_The task_
Look through the listing for the word "collect". Copy each line that has it.
·····
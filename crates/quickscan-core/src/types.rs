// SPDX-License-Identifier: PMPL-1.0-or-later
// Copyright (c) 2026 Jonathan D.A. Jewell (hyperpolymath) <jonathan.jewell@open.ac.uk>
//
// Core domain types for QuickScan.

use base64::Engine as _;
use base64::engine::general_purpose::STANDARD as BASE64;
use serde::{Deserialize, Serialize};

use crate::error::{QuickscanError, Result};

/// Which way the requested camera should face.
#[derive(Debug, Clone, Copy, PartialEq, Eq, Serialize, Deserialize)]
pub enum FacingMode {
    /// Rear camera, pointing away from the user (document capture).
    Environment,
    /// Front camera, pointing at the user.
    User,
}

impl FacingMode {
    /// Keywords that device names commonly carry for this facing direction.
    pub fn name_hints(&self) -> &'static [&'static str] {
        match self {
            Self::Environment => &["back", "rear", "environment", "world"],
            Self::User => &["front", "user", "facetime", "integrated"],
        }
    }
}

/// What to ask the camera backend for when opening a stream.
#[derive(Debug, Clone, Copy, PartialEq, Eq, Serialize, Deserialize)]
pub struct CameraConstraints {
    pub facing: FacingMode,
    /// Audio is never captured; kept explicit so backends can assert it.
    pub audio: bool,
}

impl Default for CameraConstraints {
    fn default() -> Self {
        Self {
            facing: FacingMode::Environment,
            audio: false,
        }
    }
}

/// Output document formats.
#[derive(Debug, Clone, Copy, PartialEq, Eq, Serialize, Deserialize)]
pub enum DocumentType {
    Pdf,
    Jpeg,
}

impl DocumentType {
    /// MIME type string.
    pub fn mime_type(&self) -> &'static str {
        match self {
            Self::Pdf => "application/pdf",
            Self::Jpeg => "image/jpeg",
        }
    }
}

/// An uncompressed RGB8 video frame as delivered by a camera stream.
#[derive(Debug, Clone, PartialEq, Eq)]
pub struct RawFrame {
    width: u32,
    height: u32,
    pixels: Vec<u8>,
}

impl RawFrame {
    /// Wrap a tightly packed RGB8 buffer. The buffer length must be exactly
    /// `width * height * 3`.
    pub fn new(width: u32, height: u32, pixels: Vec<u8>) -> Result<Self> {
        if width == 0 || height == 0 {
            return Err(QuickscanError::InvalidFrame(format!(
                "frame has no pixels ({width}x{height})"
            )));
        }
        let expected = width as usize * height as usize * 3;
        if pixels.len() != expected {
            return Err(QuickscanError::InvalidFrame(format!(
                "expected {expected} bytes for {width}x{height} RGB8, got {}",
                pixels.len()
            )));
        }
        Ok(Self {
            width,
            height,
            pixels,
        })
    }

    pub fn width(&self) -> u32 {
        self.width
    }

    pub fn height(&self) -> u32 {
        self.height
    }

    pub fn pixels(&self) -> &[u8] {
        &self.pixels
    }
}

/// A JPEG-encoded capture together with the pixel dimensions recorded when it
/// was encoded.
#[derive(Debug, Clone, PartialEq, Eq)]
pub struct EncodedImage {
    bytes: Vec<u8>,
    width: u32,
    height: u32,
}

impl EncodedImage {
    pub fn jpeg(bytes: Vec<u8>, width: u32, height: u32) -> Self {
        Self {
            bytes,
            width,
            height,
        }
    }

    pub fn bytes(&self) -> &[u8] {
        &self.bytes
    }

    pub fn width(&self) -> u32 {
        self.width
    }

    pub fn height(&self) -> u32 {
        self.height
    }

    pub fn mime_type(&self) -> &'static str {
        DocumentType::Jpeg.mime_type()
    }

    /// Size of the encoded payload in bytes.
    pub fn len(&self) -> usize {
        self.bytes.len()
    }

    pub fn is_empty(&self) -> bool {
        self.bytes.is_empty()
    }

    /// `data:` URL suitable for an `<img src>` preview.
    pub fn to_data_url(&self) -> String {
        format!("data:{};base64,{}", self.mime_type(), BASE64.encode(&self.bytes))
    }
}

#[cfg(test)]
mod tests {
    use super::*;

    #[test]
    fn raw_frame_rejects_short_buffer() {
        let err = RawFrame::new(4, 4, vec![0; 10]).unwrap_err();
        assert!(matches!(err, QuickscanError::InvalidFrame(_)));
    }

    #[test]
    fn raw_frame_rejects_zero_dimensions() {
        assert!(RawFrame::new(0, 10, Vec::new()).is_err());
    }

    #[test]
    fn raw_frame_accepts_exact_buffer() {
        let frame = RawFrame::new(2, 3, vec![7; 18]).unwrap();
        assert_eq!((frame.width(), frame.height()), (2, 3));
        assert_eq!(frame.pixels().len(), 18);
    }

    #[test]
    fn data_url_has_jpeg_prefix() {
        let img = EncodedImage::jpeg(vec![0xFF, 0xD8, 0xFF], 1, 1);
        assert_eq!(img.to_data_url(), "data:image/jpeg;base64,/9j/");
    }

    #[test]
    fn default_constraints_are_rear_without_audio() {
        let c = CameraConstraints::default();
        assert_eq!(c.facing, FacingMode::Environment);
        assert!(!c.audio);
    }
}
·····
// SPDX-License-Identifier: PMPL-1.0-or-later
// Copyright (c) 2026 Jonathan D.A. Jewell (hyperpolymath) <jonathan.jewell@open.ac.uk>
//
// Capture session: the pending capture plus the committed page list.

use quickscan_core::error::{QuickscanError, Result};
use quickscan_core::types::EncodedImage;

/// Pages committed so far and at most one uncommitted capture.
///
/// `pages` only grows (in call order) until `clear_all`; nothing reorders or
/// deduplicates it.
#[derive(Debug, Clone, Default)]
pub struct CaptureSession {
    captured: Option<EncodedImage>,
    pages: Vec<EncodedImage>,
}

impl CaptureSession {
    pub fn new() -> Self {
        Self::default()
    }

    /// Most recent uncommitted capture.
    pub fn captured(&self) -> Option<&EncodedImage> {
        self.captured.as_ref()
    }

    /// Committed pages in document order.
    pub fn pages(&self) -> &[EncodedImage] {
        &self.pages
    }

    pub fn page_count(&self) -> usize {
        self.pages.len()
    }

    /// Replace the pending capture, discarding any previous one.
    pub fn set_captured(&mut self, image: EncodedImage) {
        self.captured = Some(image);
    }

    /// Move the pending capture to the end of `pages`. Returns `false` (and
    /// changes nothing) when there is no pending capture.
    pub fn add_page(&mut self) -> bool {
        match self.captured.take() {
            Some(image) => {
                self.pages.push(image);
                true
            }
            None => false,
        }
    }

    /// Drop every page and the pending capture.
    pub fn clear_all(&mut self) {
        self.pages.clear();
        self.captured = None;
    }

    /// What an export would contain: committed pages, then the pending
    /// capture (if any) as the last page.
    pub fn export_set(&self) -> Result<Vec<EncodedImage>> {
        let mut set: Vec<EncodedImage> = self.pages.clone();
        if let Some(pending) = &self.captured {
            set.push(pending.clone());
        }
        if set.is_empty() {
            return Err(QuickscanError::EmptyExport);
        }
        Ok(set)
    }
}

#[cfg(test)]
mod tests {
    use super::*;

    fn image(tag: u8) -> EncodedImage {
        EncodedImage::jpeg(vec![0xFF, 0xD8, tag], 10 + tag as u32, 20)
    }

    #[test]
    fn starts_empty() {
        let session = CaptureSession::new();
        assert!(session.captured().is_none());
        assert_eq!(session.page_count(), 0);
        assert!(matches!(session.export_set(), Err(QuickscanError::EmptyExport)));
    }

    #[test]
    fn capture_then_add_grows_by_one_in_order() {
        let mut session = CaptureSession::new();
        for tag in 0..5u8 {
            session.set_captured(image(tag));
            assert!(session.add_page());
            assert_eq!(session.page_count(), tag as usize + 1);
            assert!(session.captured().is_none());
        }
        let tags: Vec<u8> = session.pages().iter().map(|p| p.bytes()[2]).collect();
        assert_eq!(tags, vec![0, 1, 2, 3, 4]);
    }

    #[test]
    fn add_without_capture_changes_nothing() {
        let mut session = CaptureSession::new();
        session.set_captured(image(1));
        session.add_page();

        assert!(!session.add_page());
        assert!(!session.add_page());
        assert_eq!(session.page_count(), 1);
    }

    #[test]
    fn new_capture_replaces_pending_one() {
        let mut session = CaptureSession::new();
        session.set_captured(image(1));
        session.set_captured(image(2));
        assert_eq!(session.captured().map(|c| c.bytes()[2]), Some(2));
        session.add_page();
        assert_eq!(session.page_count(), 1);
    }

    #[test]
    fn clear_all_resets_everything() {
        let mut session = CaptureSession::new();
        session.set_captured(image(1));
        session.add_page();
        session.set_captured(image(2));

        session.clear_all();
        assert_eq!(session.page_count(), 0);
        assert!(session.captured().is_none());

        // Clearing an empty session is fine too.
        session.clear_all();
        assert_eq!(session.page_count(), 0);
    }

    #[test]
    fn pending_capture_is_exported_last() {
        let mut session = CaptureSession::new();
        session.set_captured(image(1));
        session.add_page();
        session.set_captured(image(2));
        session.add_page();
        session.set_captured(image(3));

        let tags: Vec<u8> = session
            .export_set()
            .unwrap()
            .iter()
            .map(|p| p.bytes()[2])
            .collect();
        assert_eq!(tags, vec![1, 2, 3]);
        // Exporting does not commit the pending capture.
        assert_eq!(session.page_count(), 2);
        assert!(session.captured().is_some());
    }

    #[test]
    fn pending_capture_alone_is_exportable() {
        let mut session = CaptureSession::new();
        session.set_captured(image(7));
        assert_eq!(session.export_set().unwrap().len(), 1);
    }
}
·····
_Task response_
        let tags: Vec<u8> = session.pages().iter().map(|p| p.bytes()[2]).collect();
            .collect();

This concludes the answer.